Finally, I included the Phase Spiders as an “optional monster” in case the Party breezed their way past the other ones. My theory here is that Phase Spiders would love the buried temple as it was entirely underground and therefore relatively immune to intruders, while they could simply “ethereally jaunt” in and out of the place to hunt. The temple would be, for them, a completely secure lair; by building their webs high up in the temple’s dome by the giant statue (at Area 11), they would be out of reach of the ooze and any vermin while resting. The Phase Spiders would also offer a tougher challenge to the Party if necessary (two of them together would be EL 7, after all). As it turned out, they wasn’t necessary, so I simply deemed that they were out hunting when the PCs came to call.

So there you have it! Four different monster types, living neck and neck in a dungeon, logically and without interfering with each other. And there was another monster, too…but more about him later.

Oh, and one more thing: with no way for monsters or adventurers to get in or out, there couldn't be any treasure in the temple that had not been there already when the landslide occurred. The only possible exception to this judgement would be if the Phase Spiders had nabbed somebody elsewhere and brought him back for long-term storage in their webs; but I decided that there would only be treasure there if there were monsters as well (no risk, no reward).

(DM Rambling Off)

The first thing the PCs noticed were the long lines of sarcophagi stretching down into the temple’s interior, each at the foot of one of the massive stone pillars supporting the vaulted ceiling. Interestingly, everyone was very much in character as things got underway. The potential for loot sparked Gwen’s avarice, and she immediately asked for help getting the lid off one of them. Bjorn was appropriately scandalized; there was as yet no hint what sort of temple this was (the statue of Karg at the far end was still mostly immersed in the shadows), but he nonetheless wasn’t keen on disturbing the dead. Joraz and Lyra began poking around, while Breygon, characteristically cautious, kept an arrow nocked. He was a little more nervous than usual, seeing as how Greywind lacked the opposable digits necessary to scale the rope up into the temple. Ankallys had also ascended the rope to lend her aid, but she hung back, knowing a lot more about the temple than the PCs did. And also knowing what she was looking for.
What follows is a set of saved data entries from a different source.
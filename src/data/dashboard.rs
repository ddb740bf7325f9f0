//! Dashboard Views Module
//! Computes every view for one set of user parameters.

use super::loader::Dataset;
use super::queries::{CollisionQueries, HourView, InjuryView, QueryError};
use super::record::{Hour, MinuteBin, RawRow, StreetRanking, VictimCategory};

/// Control values supplied by the user.
#[derive(Debug, Clone, Copy, PartialEq, Eq, Default)]
pub struct ViewParams {
    pub min_injured: u32,
    pub hour: Hour,
    pub category: VictimCategory,
    /// Number of raw rows to include, or `None` to skip the raw table.
    pub raw_rows: Option<usize>,
}

/// All views derived from one [`Dataset`] and one [`ViewParams`].
///
/// A view fails on its own when a column it needs is absent; the others
/// are still computed.
#[derive(Debug)]
pub struct DashboardViews {
    pub params: ViewParams,
    pub injuries: Result<InjuryView, QueryError>,
    pub hour: Result<HourView, QueryError>,
    /// Present whenever the hour view is.
    pub histogram: Option<Vec<MinuteBin>>,
    pub streets: Result<Vec<StreetRanking>, QueryError>,
    pub raw: Option<Result<Vec<RawRow>, QueryError>>,
}

impl DashboardViews {
    pub fn compute(dataset: &Dataset, params: ViewParams) -> Self {
        let injuries = CollisionQueries::filter_by_injuries(dataset, params.min_injured);
        let hour = CollisionQueries::filter_by_hour(dataset, params.hour);
        let histogram = hour
            .as_ref()
            .ok()
            .map(|view| CollisionQueries::histogram_by_minute(&view.points, params.hour));
        let streets = CollisionQueries::top_streets(dataset, params.category);
        let raw = params
            .raw_rows
            .map(|limit| CollisionQueries::raw_rows(dataset, params.hour, limit));

        log::debug!(
            "Computed views for min_injured={} hour={} category={}",
            params.min_injured,
            params.hour.get(),
            params.category
        );

        Self {
            params,
            injuries,
            hour,
            histogram,
            streets,
            raw,
        }
    }
}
At length, with Bjorn’s grudging assistance, Gwen picked the first sarcophagus she found that had any intact writing on it: the one belonging to Nambris (at Area 6). They got the lid off of the thing and Gwen began rummaging around in its interior, looking for shiny stuff. Bjorn, who had been reading the engravings on the stone, found that the tomb belonged to one of the acolytes of Karg, a servant of his own diety, Esu, and began protesting vehemently any further looting. Gwen came up for air, triumphantly holding Nambris’ silver vambraces…and then everything went pear-shaped.
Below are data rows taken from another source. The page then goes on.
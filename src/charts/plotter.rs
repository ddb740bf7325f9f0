//! Chart Plotter Module
//! Draws the collision views with egui_plot: point and density maps, the
//! per-minute bar chart and the ranking tables.

use crate::data::{Centroid, GeoPoint, MinuteBin, RawRow, StreetRanking, VictimCategory};
use egui::{Color32, RichText};
use egui_plot::{Bar, BarChart, Plot, PlotBounds, PlotPoints, Points};
use std::collections::HashMap;

/// Scatter fill, red with some transparency.
pub const POINT_COLOR: Color32 = Color32::from_rgba_premultiplied(126, 0, 0, 140);
pub const BAR_COLOR: Color32 = Color32::from_rgb(100, 149, 237);

/// Density colour ramp, sparse to dense.
pub const DENSITY_RAMP: [Color32; 6] = [
    Color32::from_rgb(1, 152, 189),
    Color32::from_rgb(73, 227, 206),
    Color32::from_rgb(216, 254, 181),
    Color32::from_rgb(254, 237, 177),
    Color32::from_rgb(254, 173, 84),
    Color32::from_rgb(209, 55, 78),
];

/// Zoom of the injury scatter map.
pub const INJURY_MAP_ZOOM: u8 = 9;
/// Zoom of the hourly density map.
pub const DENSITY_MAP_ZOOM: u8 = 11;

/// Side of a density cell in degrees, roughly 100 m at city latitudes.
pub const DENSITY_CELL_DEGREES: f64 = 0.001;

const MAP_HEIGHT: f32 = 420.0;
const HISTOGRAM_HEIGHT: f32 = 300.0;

/// Initial view of a map: where it is centred and how far it is zoomed.
#[derive(Debug, Clone, Copy, PartialEq)]
pub struct MapViewport {
    pub centroid: Centroid,
    /// Web-map style zoom level; each step halves the visible span.
    pub zoom: u8,
}

impl MapViewport {
    /// Plot bounds as `(min [lon, lat], max [lon, lat])`.
    pub fn bounds(&self) -> ([f64; 2], [f64; 2]) {
        let half_lon = 180.0 / 2f64.powi(i32::from(self.zoom));
        let half_lat = half_lon * self.centroid.latitude.to_radians().cos();
        (
            [
                self.centroid.longitude - half_lon,
                self.centroid.latitude - half_lat,
            ],
            [
                self.centroid.longitude + half_lon,
                self.centroid.latitude + half_lat,
            ],
        )
    }
}

/// Aggregated collisions in one grid cell.
#[derive(Debug, Clone, Copy, PartialEq)]
pub struct DensityCell {
    pub longitude: f64,
    pub latitude: f64,
    pub count: usize,
}

/// Draws collision views using egui_plot.
pub struct CollisionPlotter;

impl CollisionPlotter {
    /// Bin points into square cells of `cell_degrees`, returning cell centres
    /// sorted by ascending count so dense cells draw last.
    pub fn density_cells(points: &[GeoPoint], cell_degrees: f64) -> Vec<DensityCell> {
        let mut bins: HashMap<(i64, i64), usize> = HashMap::new();
        for p in points {
            let key = (
                (p.longitude / cell_degrees).floor() as i64,
                (p.latitude / cell_degrees).floor() as i64,
            );
            *bins.entry(key).or_default() += 1;
        }

        let mut cells: Vec<DensityCell> = bins
            .into_iter()
            .map(|((x, y), count)| DensityCell {
                longitude: (x as f64 + 0.5) * cell_degrees,
                latitude: (y as f64 + 0.5) * cell_degrees,
                count,
            })
            .collect();
        cells.sort_by(|a, b| {
            a.count
                .cmp(&b.count)
                .then(a.longitude.total_cmp(&b.longitude))
                .then(a.latitude.total_cmp(&b.latitude))
        });
        cells
    }

    /// Pick a ramp colour for `count` relative to the densest cell.
    pub fn density_color(count: usize, max_count: usize) -> Color32 {
        if max_count == 0 {
            return DENSITY_RAMP[0];
        }
        let frac = count as f64 / max_count as f64;
        let idx = (frac * (DENSITY_RAMP.len() - 1) as f64).round() as usize;
        DENSITY_RAMP[idx.min(DENSITY_RAMP.len() - 1)]
    }

    /// Scatter map of individual collisions.
    ///
    /// The viewport is applied only when `reset_view` is set, leaving the
    /// user free to pan and zoom between parameter changes.
    pub fn draw_scatter_map(
        ui: &mut egui::Ui,
        id: &str,
        points: &[GeoPoint],
        viewport: Option<MapViewport>,
        reset_view: bool,
    ) {
        let coords: Vec<[f64; 2]> = points.iter().map(|p| [p.longitude, p.latitude]).collect();

        Self::map_plot(id).show(ui, |plot_ui| {
            if let (true, Some(vp)) = (reset_view, viewport) {
                let (min, max) = vp.bounds();
                plot_ui.set_plot_bounds(PlotBounds::from_min_max(min, max));
            }
            plot_ui.points(
                Points::new(PlotPoints::from(coords))
                    .radius(2.5)
                    .color(POINT_COLOR),
            );
        });
    }

    /// Gridded density map; larger, warmer markers mean more collisions.
    pub fn draw_density_map(
        ui: &mut egui::Ui,
        id: &str,
        points: &[GeoPoint],
        viewport: Option<MapViewport>,
        reset_view: bool,
    ) {
        let cells = Self::density_cells(points, DENSITY_CELL_DEGREES);
        let max_count = cells.last().map(|c| c.count).unwrap_or(0);

        Self::map_plot(id).show(ui, |plot_ui| {
            if let (true, Some(vp)) = (reset_view, viewport) {
                let (min, max) = vp.bounds();
                plot_ui.set_plot_bounds(PlotBounds::from_min_max(min, max));
            }
            for cell in &cells {
                let radius = 2.0 + (cell.count as f32).sqrt() * 2.0;
                plot_ui.points(
                    Points::new(vec![[cell.longitude, cell.latitude]])
                        .radius(radius)
                        .color(Self::density_color(cell.count, max_count)),
                );
            }
        });
    }

    fn map_plot(id: &str) -> Plot {
        Plot::new(id.to_string())
            .height(MAP_HEIGHT)
            .x_axis_label("Longitude")
            .y_axis_label("Latitude")
            .allow_scroll(false)
            .show_grid(false)
    }

    /// Bar chart of crashes per minute.
    pub fn draw_minute_histogram(ui: &mut egui::Ui, bins: &[MinuteBin]) {
        let bars: Vec<Bar> = bins
            .iter()
            .map(|bin| {
                Bar::new(f64::from(bin.minute), bin.count as f64)
                    .width(0.8)
                    .name(format!("minute {}: {} crashes", bin.minute, bin.count))
            })
            .collect();

        Plot::new("minute_histogram")
            .height(HISTOGRAM_HEIGHT)
            .x_axis_label("minute")
            .y_axis_label("crashes")
            .allow_scroll(false)
            .include_x(-1.0)
            .include_x(60.0)
            .include_y(0.0)
            .show(ui, |plot_ui| {
                plot_ui.bar_chart(BarChart::new(bars).color(BAR_COLOR));
            });
    }

    /// Ranked table of the most dangerous streets.
    pub fn draw_street_table(ui: &mut egui::Ui, streets: &[StreetRanking], category: VictimCategory) {
        egui::Frame::none()
            .fill(ui.visuals().widgets.noninteractive.bg_fill)
            .rounding(5.0)
            .inner_margin(8.0)
            .show(ui, |ui| {
                egui::Grid::new("street_ranking")
                    .striped(true)
                    .min_col_width(60.0)
                    .spacing([12.0, 4.0])
                    .show(ui, |ui| {
                        ui.label(RichText::new("#").strong().size(12.0));
                        ui.label(RichText::new("On street name").strong().size(12.0));
                        ui.label(
                            RichText::new(format!("{} injured", category))
                                .strong()
                                .size(12.0),
                        );
                        ui.end_row();

                        for (rank, street) in streets.iter().enumerate() {
                            ui.label(RichText::new((rank + 1).to_string()).size(12.0));
                            ui.label(RichText::new(&street.street_name).size(12.0));
                            ui.label(RichText::new(street.injured_count.to_string()).size(12.0));
                            ui.end_row();
                        }
                    });
            });
    }

    /// Raw rows of the hour view.
    pub fn draw_raw_table(ui: &mut egui::Ui, rows: &[RawRow]) {
        egui::ScrollArea::both().max_height(300.0).show(ui, |ui| {
            egui::Grid::new("raw_rows")
                .striped(true)
                .spacing([12.0, 2.0])
                .show(ui, |ui| {
                    for header in [
                        "accident date",
                        "accident time",
                        "latitude",
                        "longitude",
                        "persons injured",
                        "on street name",
                    ] {
                        ui.label(RichText::new(header).strong().size(11.0));
                    }
                    ui.end_row();

                    for row in rows {
                        ui.label(Self::or_dash(row.date.map(|d| d.format("%m/%d/%Y").to_string())));
                        ui.label(Self::or_dash(row.time.map(|t| t.format("%H:%M").to_string())));
                        ui.label(format!("{:.5}", row.latitude));
                        ui.label(format!("{:.5}", row.longitude));
                        ui.label(Self::or_dash(row.persons_injured.map(|n| n.to_string())));
                        ui.label(Self::or_dash(row.street_name.clone()));
                        ui.end_row();
                    }
                });
        });
    }

    fn or_dash(value: Option<String>) -> String {
        value.unwrap_or_else(|| "-".to_string())
    }
}

#[cfg(test)]
mod tests {
    use super::*;

    fn point(latitude: f64, longitude: f64) -> GeoPoint {
        GeoPoint {
            date: None,
            time: None,
            latitude,
            longitude,
        }
    }

    #[test]
    fn density_cells_group_nearby_points() {
        let points = vec![
            point(40.70001, -73.99999),
            point(40.70002, -73.99998),
            point(40.75001, -73.95001),
        ];
        let cells = CollisionPlotter::density_cells(&points, DENSITY_CELL_DEGREES);

        assert_eq!(cells.len(), 2);
        assert_eq!(cells.iter().map(|c| c.count).sum::<usize>(), 3);
        // Densest cell sorts last.
        assert_eq!(cells.last().unwrap().count, 2);
    }

    #[test]
    fn density_cells_of_empty_set() {
        assert!(CollisionPlotter::density_cells(&[], DENSITY_CELL_DEGREES).is_empty());
    }

    #[test]
    fn density_color_spans_ramp() {
        assert_eq!(CollisionPlotter::density_color(0, 10), DENSITY_RAMP[0]);
        assert_eq!(CollisionPlotter::density_color(10, 10), DENSITY_RAMP[5]);
        assert_eq!(CollisionPlotter::density_color(3, 0), DENSITY_RAMP[0]);
    }

    #[test]
    fn viewport_bounds_shrink_with_zoom() {
        let centroid = Centroid {
            latitude: 40.7,
            longitude: -74.0,
        };
        let wide = MapViewport { centroid, zoom: 9 }.bounds();
        let close = MapViewport { centroid, zoom: 11 }.bounds();

        let wide_span = wide.1[0] - wide.0[0];
        let close_span = close.1[0] - close.0[0];
        assert!((wide_span / close_span - 4.0).abs() < 1e-9);

        // Centred on the centroid.
        assert!(((wide.0[0] + wide.1[0]) / 2.0 - -74.0).abs() < 1e-9);
        assert!(((wide.0[1] + wide.1[1]) / 2.0 - 40.7).abs() < 1e-9);
    }
}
A pair of Allips floated out of the depths of the floor-stones and took form, gibbering and moaning the way Allips tend to do. Roll initiative! Will saves all around! Nobody fell victim to the hypnotic effects of the babbling on the first go-around, then everyone took their actions. Breygon and Gwen launched arrows, to no obvious effect, while Joraz backed away, further into the temple. Lyra hit one of the Allips with a magic missile. Then came Bjorn’s turn, and he hauled out his holy hammer, called down the wrath of the Allfather, and Turned both of them. Well, actually, he didn’t; it took another round of shouting and flourishing before he managed to get them both to back off.
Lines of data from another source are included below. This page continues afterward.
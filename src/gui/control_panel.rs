//! Control Panel Widget
//! Left side panel with the data source and the dashboard controls.

use crate::data::{Hour, VictimCategory, ViewParams, MAX_INJURED_SLIDER};
use egui::{Color32, ComboBox, RichText};
use std::path::PathBuf;
use strum::IntoEnumIterator;

/// Rows shown in the raw data table.
pub const RAW_ROW_LIMIT: usize = 200;

/// User settings for the dashboard
#[derive(Clone, Debug)]
pub struct UserSettings {
    pub csv_path: PathBuf,
    pub row_limit: usize,
    pub min_injured: u32,
    pub hour: Hour,
    pub category: VictimCategory,
    pub show_raw: bool,
}

impl UserSettings {
    pub fn view_params(&self) -> ViewParams {
        ViewParams {
            min_injured: self.min_injured,
            hour: self.hour,
            category: self.category,
            raw_rows: self.show_raw.then_some(RAW_ROW_LIMIT),
        }
    }
}

/// Left side control panel.
pub struct ControlPanel {
    pub settings: UserSettings,
    pub status: String,
    pub is_error: bool,
    row_limit_text: String,
}

impl ControlPanel {
    pub fn new(csv_path: PathBuf, row_limit: usize) -> Self {
        Self {
            settings: UserSettings {
                csv_path,
                row_limit,
                min_injured: 0,
                hour: Hour::default(),
                category: VictimCategory::default(),
                show_raw: false,
            },
            status: "Ready".to_string(),
            is_error: false,
            row_limit_text: row_limit.to_string(),
        }
    }

    /// Draw the control panel
    pub fn show(&mut self, ui: &mut egui::Ui, loading: bool) -> ControlPanelAction {
        let mut action = ControlPanelAction::None;

        ui.vertical_centered(|ui| {
            ui.add_space(5.0);
            ui.label(
                RichText::new("🚗 Collision Dashboard")
                    .size(20.0)
                    .color(Color32::from_rgb(100, 149, 237)),
            );
        });
        ui.add_space(10.0);
        ui.separator();
        ui.add_space(5.0);

        // ===== Data Source Section =====
        ui.label(RichText::new("📁 Data Source").size(14.0).strong());
        ui.add_space(5.0);

        egui::Frame::none()
            .fill(ui.visuals().widgets.noninteractive.bg_fill)
            .rounding(5.0)
            .inner_margin(8.0)
            .show(ui, |ui| {
                ui.horizontal(|ui| {
                    let name = self
                        .settings
                        .csv_path
                        .file_name()
                        .map(|n| n.to_string_lossy().to_string())
                        .unwrap_or_else(|| "No file selected".to_string());
                    ui.label(RichText::new(name).size(12.0));

                    ui.with_layout(egui::Layout::right_to_left(egui::Align::Center), |ui| {
                        ui.add_enabled_ui(!loading, |ui| {
                            if ui.button("📂 Browse").clicked() {
                                action = ControlPanelAction::BrowseCsv;
                            }
                        });
                    });
                });

                ui.horizontal(|ui| {
                    ui.label("Row limit:");
                    let response = ui.add(
                        egui::TextEdit::singleline(&mut self.row_limit_text).desired_width(90.0),
                    );
                    if response.lost_focus() {
                        match self.row_limit_text.trim().parse::<usize>() {
                            Ok(limit) if limit != self.settings.row_limit => {
                                self.settings.row_limit = limit;
                                action = ControlPanelAction::Reload;
                            }
                            Ok(_) => {}
                            Err(_) => {
                                self.row_limit_text = self.settings.row_limit.to_string();
                            }
                        }
                    }
                });
            });

        ui.add_space(15.0);
        ui.separator();
        ui.add_space(10.0);

        // ===== Filters Section =====
        ui.label(RichText::new("⚙️ Filters").size(14.0).strong());
        ui.add_space(8.0);

        ui.label("Number of persons injured in vehicle collisions");
        if ui
            .add(egui::Slider::new(
                &mut self.settings.min_injured,
                0..=MAX_INJURED_SLIDER,
            ))
            .changed()
        {
            action = ControlPanelAction::ParametersChanged;
        }

        ui.add_space(8.0);

        ui.label("Hour to look at");
        let mut hour = self.settings.hour.get();
        if ui.add(egui::Slider::new(&mut hour, 0..=23)).changed() {
            if let Ok(hour) = Hour::new(hour) {
                self.settings.hour = hour;
                action = ControlPanelAction::ParametersChanged;
            }
        }

        ui.add_space(8.0);

        ui.horizontal(|ui| {
            ui.label("Affected type of people:");
            ComboBox::from_id_salt("victim_category")
                .selected_text(self.settings.category.to_string())
                .show_ui(ui, |ui| {
                    for category in VictimCategory::iter() {
                        if ui
                            .selectable_value(
                                &mut self.settings.category,
                                category,
                                category.to_string(),
                            )
                            .changed()
                        {
                            action = ControlPanelAction::ParametersChanged;
                        }
                    }
                });
        });

        ui.add_space(8.0);

        if ui
            .checkbox(&mut self.settings.show_raw, "Show Raw Data")
            .changed()
        {
            action = ControlPanelAction::ParametersChanged;
        }

        ui.add_space(15.0);
        ui.separator();
        ui.add_space(10.0);

        // ===== Status Section =====
        ui.label(RichText::new("📊 Status").size(14.0).strong());
        ui.add_space(5.0);

        if loading {
            ui.add(egui::Spinner::new());
        }

        let status_color = if self.is_error {
            Color32::from_rgb(220, 53, 69)
        } else {
            Color32::GRAY
        };
        ui.label(RichText::new(&self.status).size(11.0).color(status_color));

        action
    }

    pub fn set_status(&mut self, status: &str) {
        self.status = status.to_string();
        self.is_error = false;
    }

    pub fn set_error(&mut self, status: &str) {
        self.status = status.to_string();
        self.is_error = true;
    }
}

/// Actions triggered by control panel
#[derive(Debug, Clone, PartialEq)]
pub enum ControlPanelAction {
    None,
    BrowseCsv,
    Reload,
    ParametersChanged,
}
By this time, Joraz had backed up far enough into the temple’s interior that the Shriekers got into the action. There’s nothing like screaming mushrooms to ruin your day. The Violet Fungi took a few swats at him and hit, causing damage but failing to dent his strength or constitution. Bjorn lumbered over to the rescue, while Lyra took cover, and Gwen and Breygon began launching arrows at everything they could see. I seem to recall that Gwen managed to put an arrow into Bjorn while aiming at one of the Fungi here, but I could be wrong. What DID happen was that Ankallys hauled out a scroll she had been carrying and launched a fireball at the fungi. This took down all of the Shriekers and did a number on the Fungi, but regrettably, Bjorn was in the blast radius and took a face-full of plasma on top of his other woes. Joraz by now had other problems, being in range of the Gray Ooze’s tentacle attack. While the rest of the party filled the Fungi with arrows, Joraz took on the Ooze, whacking it repeatedly with his staff. This was of course quickly dissolved by the Ooze’s acid. Bjorn lent a hand, and between the two of them, they managed to give the gooey thing quietus.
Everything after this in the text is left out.